In the entries below, filter for the word "expect" and copy every matching line.
### INPUT FOR THIS TASK
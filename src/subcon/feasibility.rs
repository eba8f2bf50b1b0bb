// This Source Code Form is subject to the terms of the Mozilla Public
// License, v. 2.0. If a copy of the MPL was not distributed with this
// file, You can obtain one at http://mozilla.org/MPL/2.0/.

//! Feasibility filtering and timing.

use std::collections::HashMap;

use crate::config::{AlignmentAnchor, Config};
use crate::id::{IdRegistry, StationId};
use crate::network::Network;
use crate::observation::{self, Observation};
use crate::scan::{Scan, ScanTimes, ScanType};
use crate::source::Source;
use crate::time::SessionSeconds;

use super::build::CandidateScan;

/// An optional constraint that a later scan already requires a station to
/// reach a specific pointing by a given time (`Endposition`).
#[derive(Clone, Copy, Debug)]
pub struct Endposition {
    pub station_id: StationId,
    pub required_by_time: SessionSeconds,
}

/// Turn a [`CandidateScan`] into a fully timed [`Scan`] with sized
/// observations, dropping stations that cannot satisfy a constraint.
/// Returns `None` if the scan falls below the source's
/// `minNumberOfStations` at any point.
pub fn refine_candidate(
    candidate: CandidateScan,
    source: &Source,
    network: &Network,
    config: &Config,
    ids: &mut IdRegistry,
    endpositions: &[Endposition],
    scan_type: ScanType,
) -> Option<Scan> {
    let mut pointing_vectors = candidate.pointing_vectors;

    // Step 1: unwrap az relative to current az, compute slew, enforce
    // station slew bounds.
    let mut dropped = Vec::new();
    for (&station_id, pv) in pointing_vectors.iter_mut() {
        let Some(station) = network.station(station_id) else {
            dropped.push(station_id);
            continue;
        };
        if let Some(current_pv) = &station.current {
            station.cable_wrap.unwrap_az_near_az(pv, current_pv.az);
        }
        let slew_s = station.slew_time(pv);
        let slew_distance = station
            .current
            .map(|current| (pv.az - current.az).abs().max((pv.el - current.el).abs()))
            .unwrap_or(0.0);
        if slew_s < station.parameters.min_slew_time_s
            || slew_s > station.parameters.max_slew_time_s
            || slew_distance < station.parameters.min_slew_distance_rad
            || slew_distance > station.parameters.max_slew_distance_rad
        {
            dropped.push(station_id);
        }
    }
    for station_id in dropped {
        pointing_vectors.remove(&station_id);
    }
    if below_minimum(pointing_vectors.len() as u32, source) {
        return None;
    }

    // Step 2: endposition reachability — an optimistic 5s-slew + minScan
    // must still leave room before the required time.
    for ep in endpositions {
        if let Some(pv) = pointing_vectors.get(&ep.station_id) {
            let min_scan = network
                .station(ep.station_id)
                .map(|s| s.parameters.min_scan_s)
                .unwrap_or(1);
            if pv.time + 5 + min_scan > ep.required_by_time {
                pointing_vectors.remove(&ep.station_id);
            }
        }
    }
    if below_minimum(pointing_vectors.len() as u32, source) {
        return None;
    }

    // Step 3: compute (fs, slew, preob) per station and build the scan's
    // timeline.
    let stations: Vec<StationId> = pointing_vectors.keys().copied().collect();
    let mut times = ScanTimes::new(stations.clone());
    for &station_id in &stations {
        let station = network.station(station_id).expect("station retained above must exist");
        let pv = pointing_vectors[&station_id];
        let last_time = station.current.map(|c| c.time).unwrap_or(pv.time);
        times.set_end_last_scan(station_id, last_time);

        let slew_s = station.slew_time(&pv);
        let fs_s = 0; // Field-system duration is a catalog-provided constant
                      // not modelled further here.
        times.add_segment(station_id, fs_s, slew_s, station.parameters.preob_s);
    }

    // Step 4: build and size one Observation per baseline fully inside the
    // scan.
    let mut observations = Vec::new();
    for i in 0..stations.len() {
        for j in (i + 1)..stations.len() {
            let (a, b) = (stations[i], stations[j]);
            if let Some(obs) = size_observation(a, b, source, network, &pointing_vectors, &times, ids) {
                observations.push(obs);
            }
        }
    }

    // Step 5: per-station observing duration is the minimum over its
    // baseline durations; apply alignment; drop stations below minScan.
    let mut min_duration_by_station: HashMap<StationId, u32> = HashMap::new();
    for obs in &observations {
        for station_id in [obs.station1, obs.station2] {
            min_duration_by_station
                .entry(station_id)
                .and_modify(|d| *d = (*d).min(obs.duration_s))
                .or_insert(obs.duration_s);
        }
    }

    times.align(config.alignment_anchor, &min_duration_by_station);

    let mut to_drop = Vec::new();
    for &station_id in &stations {
        let Some(station) = network.station(station_id) else {
            continue;
        };
        let Some(seg) = times.segments(station_id) else {
            continue;
        };
        let observing_s = seg.end_observing.saturating_sub(seg.end_preob);
        let below_or_over_scan = observing_s < station.parameters.min_scan_s || observing_s > station.parameters.max_scan_s;
        // check max idle per station vs alignment anchor; if maxWait is
        // exceeded, drop the laggard station.
        let idle_s = seg.end_idle.saturating_sub(seg.end_slew);
        let over_max_wait = idle_s > station.parameters.max_wait_s;
        if below_or_over_scan || over_max_wait {
            to_drop.push(station_id);
        }
    }
    for station_id in to_drop {
        pointing_vectors.remove(&station_id);
        times.drop_station(station_id);
        observations.retain(|o| o.station1 != station_id && o.station2 != station_id);
    }

    if below_minimum(pointing_vectors.len() as u32, source) {
        return None;
    }
    if observations.is_empty() {
        // Every observation was pruned: this candidate cannot produce
        // correlatable data regardless of station count.
        return None;
    }

    let scan_id = ids.next_scan();
    Some(Scan::new(scan_id, scan_type, source.id, pointing_vectors, times, observations))
}

fn below_minimum(n: u32, source: &Source) -> bool {
    n < source.parameters.min_number_of_stations.max(2)
}

/// Size one baseline's observation for the given band set.
/// Uses the first band both stations' equipment declares a recording rate
/// and the source a flux model for, a simplification of a full per-band
/// IF/BBC stack.
pub(crate) fn size_observation(
    station1: StationId,
    station2: StationId,
    source: &Source,
    network: &Network,
    pointing_vectors: &HashMap<StationId, crate::coord::PointingVector>,
    times: &ScanTimes,
    ids: &mut IdRegistry,
) -> Option<Observation> {
    let st1 = network.station(station1)?;
    let st2 = network.station(station2)?;
    let pv1 = pointing_vectors.get(&station1)?;
    let pv2 = pointing_vectors.get(&station2)?;

    let band = common_band(st1, st2, source)?;

    let sefd1 = st1.equipment.sefd(&band, pv1.el)?;
    let sefd2 = st2.equipment.sefd(&band, pv2.el)?;

    let flux_model = source.flux_model(&band)?;
    let flux_jy = if flux_model.needs_el_dist() {
        let min_el = pv1.el.min(pv2.el);
        let dist_km = st1.position.distance_to(&st2.position) / 1000.0;
        flux_model.observed_el_dist(min_el, dist_km)
    } else if flux_model.needs_uv() {
        let baseline_m = st1.position.vector_to(&st2.position);
        let (u, v) = observation::project_uv(baseline_m, pv1.ha, pv1.dc);
        flux_model.observed_uv(u, v)
    } else {
        flux_model.max()
    };

    let rec_rate = st1
        .parameters
        .recording_rate_mbps
        .get(&band)
        .copied()
        .unwrap_or(0.0)
        .min(st2.parameters.recording_rate_mbps.get(&band).copied().unwrap_or(0.0));

    let min_snr = st1
        .parameters
        .min_snr
        .get(&band)
        .copied()
        .unwrap_or(0.0)
        .max(st2.parameters.min_snr.get(&band).copied().unwrap_or(0.0));

    let min_scan = st1.parameters.min_scan_s.max(st2.parameters.min_scan_s);
    let max_scan = st1.parameters.max_scan_s.min(st2.parameters.max_scan_s);

    let snr_per_s = observation::snr_per_second(flux_jy, sefd1, sefd2, rec_rate);
    let duration_s = observation::required_duration_s(min_snr, snr_per_s, min_scan, max_scan)?;

    let start = times
        .segments(station1)
        .map(|s| s.end_preob)
        .unwrap_or(pv1.time)
        .max(times.segments(station2).map(|s| s.end_preob).unwrap_or(pv2.time));

    Some(Observation::new(ids.next_observation(), station1, station2, band, start, duration_s))
}

pub(crate) fn common_band(st1: &crate::station::Station, st2: &crate::station::Station, source: &Source) -> Option<String> {
    st1.parameters
        .recording_rate_mbps
        .keys()
        .find(|band| st2.parameters.recording_rate_mbps.contains_key(*band) && source.flux_model(band).is_some())
        .cloned()
}

#[cfg(test)]
mod tests {
    use super::*;
    use crate::coord::{Position, RADec};
    use crate::event::EventList;
    use crate::source::{FluxModel, SourceKind, SourceParameters};
    use crate::station::{antenna, CableWrap, Equipment, HorizonMask, MountKinematics, Station, StationParameters};
    use std::collections::HashMap as StdHashMap;

    fn make_station(ids: &mut IdRegistry, x: f64, y: f64, z: f64, rec_rate: f64) -> Station {
        let rate = 0.5;
        let axis = antenna::AxisRate {
            rate,
            accel: rate,
            settle_s: 1.0,
        };
        let mut params = StationParameters::default();
        params.recording_rate_mbps.insert("X".to_string(), rec_rate);
        params.min_snr.insert("X".to_string(), 10.0);
        params.preob_s = 5;
        params.min_scan_s = 5;
        params.max_scan_s = 600;
        params.min_elevation_rad = 0.0;
        Station::new(
            ids.next_station(),
            "TEST",
            MountKinematics::AzElSimple { az: axis, el: axis },
            CableWrap::new(0.0, crate::constants::TAU, 0.0, crate::constants::TAU),
            Position::from_ecef(x, y, z),
            Equipment::Constant {
                sefd_jy: StdHashMap::from([("X".to_string(), 500.0)]),
            },
            HorizonMask::None,
            params,
            EventList::new(vec![]),
        )
    }

    #[test]
    fn refine_candidate_produces_sized_observations() {
        let mut ids = IdRegistry::new();
        let a = make_station(&mut ids, 6_378_137.0, 0.0, 0.0, 512.0);
        let b = make_station(&mut ids, 0.0, 6_378_137.0, 0.0, 512.0);
        let (a_id, b_id) = (a.id, b.id);
        let network = Network::new(vec![a, b], &mut ids);

        let source = Source::new(
            ids.next_source(),
            "SRC",
            SourceKind::Quasar {
                radec: RADec::new_degrees(45.0, 30.0),
            },
            StdHashMap::from([("X".to_string(), FluxModel::Constant { flux_jy: 5.0 })]),
            SourceParameters::default(),
            EventList::new(vec![]),
        );

        let mut pvs = HashMap::new();
        pvs.insert(a_id, crate::coord::PointingVector::new(a_id, source.id, 0.5, 0.6, 0.1, 0.3, 0));
        pvs.insert(b_id, crate::coord::PointingVector::new(b_id, source.id, 0.5, 0.6, 0.1, 0.3, 0));
        let candidate = CandidateScan {
            source_id: source.id,
            pointing_vectors: pvs,
        };

        let config = Config {
            weights: Default::default(),
            sky_coverage: Default::default(),
            subnetting: Default::default(),
            alignment_anchor: AlignmentAnchor::Start,
            calibrator_block: None,
            avoid_satellites: Default::default(),
            astro_grid_step_s: 300,
            max_number_of_scans: u32::MAX,
            max_step_retries: 25,
        };

        let scan = refine_candidate(candidate, &source, &network, &config, &mut ids, &[], ScanType::Single);
        let scan = scan.expect("two visible stations with matching bands should produce a scan");
        assert_eq!(scan.observations.len(), 1);
        assert!(scan.observations[0].duration_s >= 5);
    }

    #[test]
    fn mismatched_bands_yield_no_observations_and_no_scan() {
        let mut ids = IdRegistry::new();
        let mut a = make_station(&mut ids, 6_378_137.0, 0.0, 0.0, 512.0);
        let mut b = make_station(&mut ids, 0.0, 6_378_137.0, 0.0, 512.0);
        a.parameters.recording_rate_mbps.clear();
        a.parameters.recording_rate_mbps.insert("S".to_string(), 256.0);
        b.parameters.recording_rate_mbps.clear();
        b.parameters.recording_rate_mbps.insert("X".to_string(), 512.0);
        let (a_id, b_id) = (a.id, b.id);
        let network = Network::new(vec![a, b], &mut ids);

        let source = Source::new(
            ids.next_source(),
            "SRC",
            SourceKind::Quasar {
                radec: RADec::new_degrees(45.0, 30.0),
            },
            StdHashMap::from([("X".to_string(), FluxModel::Constant { flux_jy: 5.0 })]),
            SourceParameters::default(),
            EventList::new(vec![]),
        );

        let mut pvs = HashMap::new();
        pvs.insert(a_id, crate::coord::PointingVector::new(a_id, source.id, 0.5, 0.6, 0.1, 0.3, 0));
        pvs.insert(b_id, crate::coord::PointingVector::new(b_id, source.id, 0.5, 0.6, 0.1, 0.3, 0));
        let candidate = CandidateScan {
            source_id: source.id,
            pointing_vectors: pvs,
        };

        let config = Config {
            weights: Default::default(),
            sky_coverage: Default::default(),
            subnetting: Default::default(),
            alignment_anchor: AlignmentAnchor::Start,
            calibrator_block: None,
            avoid_satellites: Default::default(),
            astro_grid_step_s: 300,
            max_number_of_scans: u32::MAX,
            max_step_retries: 25,
        };

        let scan = refine_candidate(candidate, &source, &network, &config, &mut ids, &[], ScanType::Single);
        assert!(scan.is_none());
    }
}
######
**EXERCISE RESPONSE**:
        let station = network.station(station_id).expect("station retained above must exist");
        let scan = scan.expect("two visible stations with matching bands should produce a scan");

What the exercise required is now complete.